• **EXERCISE AIM**
Copy each line below holding "MetadataMap".
** RECORDED INFORMATION follows **
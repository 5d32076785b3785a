//! Benchmarks for the complete circulate effect.

use std::hint::black_box;

use circulate_dsp::{AutomationPoint, CirculateProcessor, ParamChanges, ParamId, ProcessSetup};
use criterion::{BenchmarkId, Criterion};

use crate::{ramp, BLOCK_SIZES};

fn processor(size: usize, depth: f32, feedback: f32) -> CirculateProcessor {
    let mut processor =
        CirculateProcessor::new(ProcessSetup::new(48_000, size)).expect("valid bench setup");
    if let Some(unit) = processor.params_mut().get_mut(ParamId::Depth) {
        unit.set(depth);
    }
    if let Some(unit) = processor.params_mut().get_mut(ParamId::Feedback) {
        unit.set(feedback);
    }
    processor
}

pub fn bench_effect(c: &mut Criterion) {
    let mut group = c.benchmark_group("scenarios/effect");

    for &size in BLOCK_SIZES {
        let input = ramp(size);
        let mut left = vec![0.0f32; size];
        let mut right = vec![0.0f32; size];

        // === MONO: 16 stages, no feedback ===
        let mut mono = processor(size, 0.25, 0.5);
        mono.set_channel_layout(1, 1).expect("mono layout");
        group.bench_with_input(BenchmarkId::new("mono_16", size), &size, |b, &n| {
            b.iter(|| {
                mono.process(n, &[black_box(input.as_slice())], &mut [&mut left], &[]);
            })
        });

        // === STEREO: all 64 stages with heavy feedback ===
        let mut stereo = processor(size, 1.0, 0.95);
        group.bench_with_input(BenchmarkId::new("stereo_64", size), &size, |b, &n| {
            b.iter(|| {
                stereo.process(
                    n,
                    &[black_box(input.as_slice()), black_box(input.as_slice())],
                    &mut [&mut left, &mut right],
                    &[],
                );
            })
        });

        // === AUTOMATED: centre sweep and depth steps every block ===
        let center: Vec<AutomationPoint> = (0..size)
            .step_by(16)
            .map(|offset| AutomationPoint::new(offset, offset as f32 / size as f32))
            .collect();
        let depth = [AutomationPoint::new(0, 0.5), AutomationPoint::new(size / 2, 0.75)];
        let changes = [
            ParamChanges::new(ParamId::Center, &center),
            ParamChanges::new(ParamId::Depth, &depth),
        ];
        let mut automated = processor(size, 0.5, 0.7);
        group.bench_with_input(BenchmarkId::new("stereo_automated", size), &size, |b, &n| {
            b.iter(|| {
                automated.process(
                    n,
                    &[&input, &input],
                    &mut [&mut left, &mut right],
                    black_box(&changes[..]),
                );
            })
        });
    }

    group.finish();
}
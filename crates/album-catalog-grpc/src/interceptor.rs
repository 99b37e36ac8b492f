//! Uniform before/after observation of every call.
//!
//! tonic's own interceptors only see request metadata, so streaming messages
//! are observed here instead: the service adapter opens a [`Call`] for each
//! RPC, routes the inbound stream through [`Call::inbound`] and the response
//! channel through [`Call::outbound`], and hands the handler's result to
//! [`Call::finish`]. None of these touch message contents or change the
//! outcome; they only report to a [`CallObserver`].

use std::any::type_name;
use std::fmt;
use std::future::Future;
use std::pin::Pin;
use std::sync::Arc;
use std::task::{Context, Poll, ready};
use std::time::{SystemTime, UNIX_EPOCH};

use tokio::sync::mpsc;
use tokio_stream::Stream;
use tonic::Status;

/// Hooks invoked over the lifetime of a call.
pub trait CallObserver: Send + Sync + fmt::Debug {
    /// The call is about to be handled.
    fn before(&self, method: &str);

    /// The handler completed successfully.
    fn after_success(&self, _method: &str) {}

    /// The handler failed with `status`.
    fn after_failure(&self, method: &str, status: &Status);

    /// A message of type `message_type` was handed to the caller's stream.
    fn on_message_sent(&self, _method: &str, _message_type: &str) {}

    /// A message of type `message_type` was received from the caller.
    fn on_message_received(&self, _method: &str, _message_type: &str) {}
}

/// Observer that reports every hook through `tracing`.
#[derive(Debug, Clone, Copy, Default)]
pub struct LoggingObserver;

impl CallObserver for LoggingObserver {
    fn before(&self, method: &str) {
        tracing::info!(method = %method, "request");
    }

    fn after_failure(&self, method: &str, status: &Status) {
        tracing::error!(
            method = %method,
            code = ?status.code(),
            error = %status.message(),
            "request failed"
        );
    }

    fn on_message_sent(&self, method: &str, message_type: &str) {
        tracing::info!(
            method = %method,
            message_type = %message_type,
            timestamp_ms = unix_millis(),
            "send message"
        );
    }

    fn on_message_received(&self, method: &str, message_type: &str) {
        tracing::info!(
            method = %method,
            message_type = %message_type,
            timestamp_ms = unix_millis(),
            "receive message"
        );
    }
}

fn unix_millis() -> u128 {
    SystemTime::now()
        .duration_since(UNIX_EPOCH)
        .map(|d| d.as_millis())
        .unwrap_or_default()
}

/// Short type tag for a message, e.g. `ListAlbumsResponse`.
fn message_type<T>() -> &'static str {
    let full = type_name::<T>();
    full.rsplit("::").next().unwrap_or(full)
}

/// Opens observed calls.
#[derive(Debug, Clone)]
pub struct CallInterceptor {
    observer: Arc<dyn CallObserver>,
}

impl CallInterceptor {
    /// Create an interceptor reporting to `observer`.
    pub fn new(observer: Arc<dyn CallObserver>) -> Self {
        Self { observer }
    }

    /// Start observing a call to `method`.
    pub fn begin(&self, method: &'static str) -> Call {
        self.observer.before(method);
        Call {
            method,
            observer: Arc::clone(&self.observer),
        }
    }

    /// Observe a unary handler from start to finish.
    pub async fn unary<T, F>(&self, method: &'static str, handler: F) -> Result<T, Status>
    where
        F: Future<Output = Result<T, Status>>,
    {
        let call = self.begin(method);
        call.finish(handler.await)
    }
}

impl Default for CallInterceptor {
    fn default() -> Self {
        Self::new(Arc::new(LoggingObserver))
    }
}

/// One in-flight call.
///
/// Not `Clone`: [`finish`](Self::finish) consumes it, so a call reports its
/// outcome at most once.
#[derive(Debug)]
pub struct Call {
    method: &'static str,
    observer: Arc<dyn CallObserver>,
}

impl Call {
    /// Full method path of the call.
    pub fn method(&self) -> &'static str {
        self.method
    }

    /// Wrap the caller's message stream so each received message is reported.
    pub fn inbound<S>(&self, stream: S) -> Inbound<S> {
        Inbound {
            inner: stream,
            method: self.method,
            observer: Arc::clone(&self.observer),
        }
    }

    /// Wrap the response channel so each sent message is reported.
    pub fn outbound<T>(&self, tx: mpsc::Sender<Result<T, Status>>) -> Outbound<T> {
        Outbound {
            tx,
            method: self.method,
            observer: Arc::clone(&self.observer),
        }
    }

    /// Report a message sent outside an [`Outbound`], such as the single
    /// response of a client-streaming call.
    pub fn message_sent<T>(&self) {
        self.observer
            .on_message_sent(self.method, message_type::<T>());
    }

    /// Report the handler's outcome and hand it back unchanged.
    pub fn finish<T>(self, result: Result<T, Status>) -> Result<T, Status> {
        match &result {
            Ok(_) => self.observer.after_success(self.method),
            Err(status) => self.observer.after_failure(self.method, status),
        }
        result
    }
}

/// Caller-to-server message stream that reports every received message.
#[derive(Debug)]
pub struct Inbound<S> {
    inner: S,
    method: &'static str,
    observer: Arc<dyn CallObserver>,
}

impl<S, T> Stream for Inbound<S>
where
    S: Stream<Item = Result<T, Status>> + Unpin,
{
    type Item = Result<T, Status>;

    fn poll_next(mut self: Pin<&mut Self>, cx: &mut Context<'_>) -> Poll<Option<Self::Item>> {
        let item = ready!(Pin::new(&mut self.inner).poll_next(cx));
        if let Some(Ok(_)) = &item {
            self.observer
                .on_message_received(self.method, message_type::<T>());
        }
        Poll::Ready(item)
    }
}

/// Server-to-caller sender that reports every sent message.
#[derive(Debug)]
pub struct Outbound<T> {
    tx: mpsc::Sender<Result<T, Status>>,
    method: &'static str,
    observer: Arc<dyn CallObserver>,
}

impl<T> Outbound<T> {
    /// Send one message to the caller.
    ///
    /// Fails with `Cancelled` once the caller has gone away; only messages
    /// actually handed to the response stream are reported.
    pub async fn send(&self, message: T) -> Result<(), Status> {
        self.tx
            .send(Ok(message))
            .await
            .map_err(|_| Status::cancelled("response stream closed by caller"))?;
        self.observer
            .on_message_sent(self.method, message_type::<T>());
        Ok(())
    }

    /// Resolves once the caller has stopped reading responses.
    pub async fn closed(&self) {
        self.tx.closed().await
    }
}
fn main() -> Result<(), Box<dyn std::error::Error>> {
    tonic_build::configure()
        .build_server(true)
        .build_client(true) // Used by the CLI and integration tests
        .compile_protos(&["proto/album.proto"], &["proto/"])?;
    println!("cargo:rerun-if-changed=proto/album.proto");
    Ok(())
}
//! gRPC server implementation for the album service.

use std::future::Future;
use std::net::SocketAddr;
use std::path::PathBuf;
use std::sync::Arc;
use std::time::Duration;

use album_catalog::{CatalogError, CatalogStore, JsonFileRepository, Repository};
use anyhow::Context;
use tokio::sync::mpsc;
use tokio::time::Instant;
use tokio_stream::wrappers::ReceiverStream;
use tonic::metadata::MetadataMap;
use tonic::{Request, Response, Status, Streaming};

use crate::engine::{AlbumEngine, DEFAULT_STREAM_DELAY};
use crate::interceptor::CallInterceptor;
use crate::proto::{
    self, GetAlbumRequest, GetAlbumResponse, GetTotalAmountRequest, GetTotalAmountResponse,
    ListAlbumsRequest, ListAlbumsResponse, UploadAndNotifyRequest, UploadAndNotifyResponse,
    album_service_server::AlbumServiceServer,
};

/// Full method paths, as reported to the call interceptor.
pub mod methods {
    /// Unary lookup.
    pub const GET_ALBUM: &str = "/album.v1.AlbumService/GetAlbum";
    /// Server-streaming listing.
    pub const LIST_ALBUMS: &str = "/album.v1.AlbumService/ListAlbums";
    /// Client-streaming total.
    pub const GET_TOTAL_AMOUNT: &str = "/album.v1.AlbumService/GetTotalAmount";
    /// Bidirectional upload.
    pub const UPLOAD_AND_NOTIFY: &str = "/album.v1.AlbumService/UploadAndNotify";
}

/// Buffered responses per streaming call before the handler waits on the caller.
const STREAM_BUFFER: usize = 32;

/// Metadata key carrying the caller's deadline.
const GRPC_TIMEOUT_HEADER: &str = "grpc-timeout";

/// Parse a `grpc-timeout` value: up to eight digits followed by a unit
/// (`H`, `M`, `S`, `m`, `u` or `n`).
fn parse_grpc_timeout(value: &str) -> Option<Duration> {
    if !value.is_ascii() || value.len() < 2 {
        return None;
    }
    let (digits, unit) = value.split_at(value.len() - 1);
    if digits.len() > 8 || !digits.bytes().all(|b| b.is_ascii_digit()) {
        return None;
    }
    let amount: u64 = digits.parse().ok()?;
    let timeout = match unit {
        "H" => Duration::from_secs(amount * 60 * 60),
        "M" => Duration::from_secs(amount * 60),
        "S" => Duration::from_secs(amount),
        "m" => Duration::from_millis(amount),
        "u" => Duration::from_micros(amount),
        "n" => Duration::from_nanos(amount),
        _ => return None,
    };
    Some(timeout)
}

/// Run `handler` until it finishes or `deadline` passes, whichever is first.
///
/// Dropping the handler at the deadline aborts any pending delay or receive.
async fn until_deadline<T, F>(deadline: Option<Instant>, handler: F) -> Result<T, Status>
where
    F: Future<Output = Result<T, Status>>,
{
    match deadline {
        Some(deadline) => tokio::time::timeout_at(deadline, handler)
            .await
            .unwrap_or_else(|_| Err(Status::deadline_exceeded("call deadline exceeded"))),
        None => handler.await,
    }
}

/// The AlbumService gRPC implementation.
///
/// Every method is opened through the [`CallInterceptor`] before the engine
/// sees it. Streaming handlers run on their own task and feed a channel that
/// tonic drains independently, so receiving and sending never wait on each
/// other.
#[derive(Debug, Clone)]
pub struct AlbumGrpcService {
    engine: AlbumEngine,
    interceptor: CallInterceptor,
    request_timeout: Option<Duration>,
}

impl AlbumGrpcService {
    /// Create a service over `engine` that logs every call.
    pub fn new(engine: AlbumEngine) -> Self {
        Self::with_interceptor(engine, CallInterceptor::default())
    }

    /// Create a service reporting to a custom interceptor.
    pub fn with_interceptor(engine: AlbumEngine, interceptor: CallInterceptor) -> Self {
        Self {
            engine,
            interceptor,
            request_timeout: None,
        }
    }

    /// Cap every streaming call at `timeout`, even when the caller sets a
    /// longer deadline or none at all.
    pub fn with_request_timeout(mut self, timeout: Option<Duration>) -> Self {
        self.request_timeout = timeout;
        self
    }

    /// Deadline for a call: the earlier of the caller's `grpc-timeout` and
    /// the configured cap.
    fn deadline(&self, metadata: &MetadataMap) -> Option<Instant> {
        let caller = metadata
            .get(GRPC_TIMEOUT_HEADER)
            .and_then(|v| v.to_str().ok())
            .and_then(parse_grpc_timeout);
        let timeout = match (caller, self.request_timeout) {
            (Some(caller), Some(cap)) => Some(caller.min(cap)),
            (caller, cap) => caller.or(cap),
        };
        timeout.map(|t| Instant::now() + t)
    }

    /// Wrap this service in the generated tonic server.
    pub fn into_server(self) -> AlbumServiceServer<Self> {
        AlbumServiceServer::new(self)
    }
}

#[tonic::async_trait]
impl proto::album_service_server::AlbumService for AlbumGrpcService {
    type ListAlbumsStream = ReceiverStream<Result<ListAlbumsResponse, Status>>;
    type UploadAndNotifyStream = ReceiverStream<Result<UploadAndNotifyResponse, Status>>;

    async fn get_album(
        &self,
        request: Request<GetAlbumRequest>,
    ) -> Result<Response<GetAlbumResponse>, Status> {
        let title = request.into_inner().title;
        self.interceptor
            .unary(methods::GET_ALBUM, async {
                Ok(Response::new(self.engine.get_album(&title).await))
            })
            .await
    }

    async fn list_albums(
        &self,
        request: Request<ListAlbumsRequest>,
    ) -> Result<Response<Self::ListAlbumsStream>, Status> {
        let call = self.interceptor.begin(methods::LIST_ALBUMS);
        let deadline = self.deadline(request.metadata());
        let artist = request.into_inner().artist;

        let (tx, rx) = mpsc::channel(STREAM_BUFFER);
        let outbound = call.outbound(tx.clone());
        let engine = self.engine.clone();

        tokio::spawn(async move {
            let result = until_deadline(deadline, engine.list_albums(&artist, &outbound)).await;
            if let Err(status) = call.finish(result) {
                let _ = tx.send(Err(status)).await;
            }
        });

        Ok(Response::new(ReceiverStream::new(rx)))
    }

    async fn get_total_amount(
        &self,
        request: Request<Streaming<GetTotalAmountRequest>>,
    ) -> Result<Response<GetTotalAmountResponse>, Status> {
        let call = self.interceptor.begin(methods::GET_TOTAL_AMOUNT);
        let deadline = self.deadline(request.metadata());
        let inbound = call.inbound(request.into_inner());

        let result = until_deadline(deadline, self.engine.get_total_amount(inbound)).await;
        if result.is_ok() {
            call.message_sent::<GetTotalAmountResponse>();
        }
        call.finish(result).map(Response::new)
    }

    async fn upload_and_notify(
        &self,
        request: Request<Streaming<UploadAndNotifyRequest>>,
    ) -> Result<Response<Self::UploadAndNotifyStream>, Status> {
        let call = self.interceptor.begin(methods::UPLOAD_AND_NOTIFY);
        let deadline = self.deadline(request.metadata());
        let inbound = call.inbound(request.into_inner());

        let (tx, rx) = mpsc::channel(STREAM_BUFFER);
        let outbound = call.outbound(tx.clone());
        let engine = self.engine.clone();

        tokio::spawn(async move {
            let result =
                until_deadline(deadline, engine.upload_and_notify(inbound, &outbound)).await;
            if let Err(status) = call.finish(result) {
                let _ = tx.send(Err(status)).await;
            }
        });

        Ok(Response::new(ReceiverStream::new(rx)))
    }
}

/// Server configuration.
#[derive(Debug, Clone)]
pub struct ServerConfig {
    /// Address to listen on.
    pub addr: SocketAddr,
    /// JSON file holding the catalog.
    pub data_file: PathBuf,
    /// Pause between consecutive `ListAlbums` responses.
    pub stream_delay: Duration,
    /// Upper bound on any single call, streaming bodies included. The
    /// caller's own `grpc-timeout` applies too; the earlier deadline wins.
    pub request_timeout: Option<Duration>,
}

impl Default for ServerConfig {
    fn default() -> Self {
        Self {
            addr: SocketAddr::from(([0, 0, 0, 0, 0, 0, 0, 1], 50051)),
            data_file: PathBuf::from("db/album.json"),
            stream_delay: DEFAULT_STREAM_DELAY,
            request_timeout: None,
        }
    }
}

/// Server configuration and runner.
#[derive(Debug)]
pub struct AlbumServer {
    config: ServerConfig,
}

impl AlbumServer {
    /// Create a new server from `config`.
    pub fn new(config: ServerConfig) -> Self {
        Self { config }
    }

    /// Load the catalog through `repository` and build the service.
    ///
    /// Fails if the initial record set cannot be loaded.
    pub async fn service(
        &self,
        repository: Arc<dyn Repository>,
    ) -> Result<AlbumGrpcService, CatalogError> {
        let store = Arc::new(CatalogStore::open(repository).await?);
        let engine = AlbumEngine::new(store).with_stream_delay(self.config.stream_delay);
        Ok(AlbumGrpcService::new(engine).with_request_timeout(self.config.request_timeout))
    }

    /// Load the catalog from the configured JSON file and serve until a
    /// shutdown signal arrives.
    pub async fn run(self) -> anyhow::Result<()> {
        let repository = Arc::new(JsonFileRepository::new(&self.config.data_file));
        let service = self.service(repository).await.with_context(|| {
            format!(
                "failed to load albums from {}",
                self.config.data_file.display()
            )
        })?;

        tracing::info!("Starting gRPC server on {}", self.config.addr);

        let mut builder = tonic::transport::Server::builder();
        if let Some(timeout) = self.config.request_timeout {
            builder = builder.timeout(timeout);
        }
        builder
            .add_service(service.into_server())
            .serve_with_shutdown(self.config.addr, shutdown_signal())
            .await?;

        tracing::info!("gRPC server shut down");
        Ok(())
    }
}

async fn shutdown_signal() {
    let ctrl_c = async {
        if let Err(e) = tokio::signal::ctrl_c().await {
            tracing::error!("Failed to install Ctrl+C handler: {}", e);
        }
    };

    #[cfg(unix)]
    let terminate = async {
        match tokio::signal::unix::signal(tokio::signal::unix::SignalKind::terminate()) {
            Ok(mut signal) => {
                signal.recv().await;
            }
            Err(e) => {
                tracing::error!("Failed to install SIGTERM handler: {}", e);
                std::future::pending::<()>().await;
            }
        }
    };

    #[cfg(not(unix))]
    let terminate = std::future::pending::<()>();

    tokio::select! {
        _ = ctrl_c => {
            tracing::info!("Received Ctrl+C, initiating graceful shutdown");
        }
        _ = terminate => {
            tracing::info!("Received SIGTERM, initiating graceful shutdown");
        }
    }
}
** End of RECORDED INFORMATION **
• **YOUR SOLUTION**
use tonic::metadata::MetadataMap;
    fn deadline(&self, metadata: &MetadataMap) -> Option<Instant> {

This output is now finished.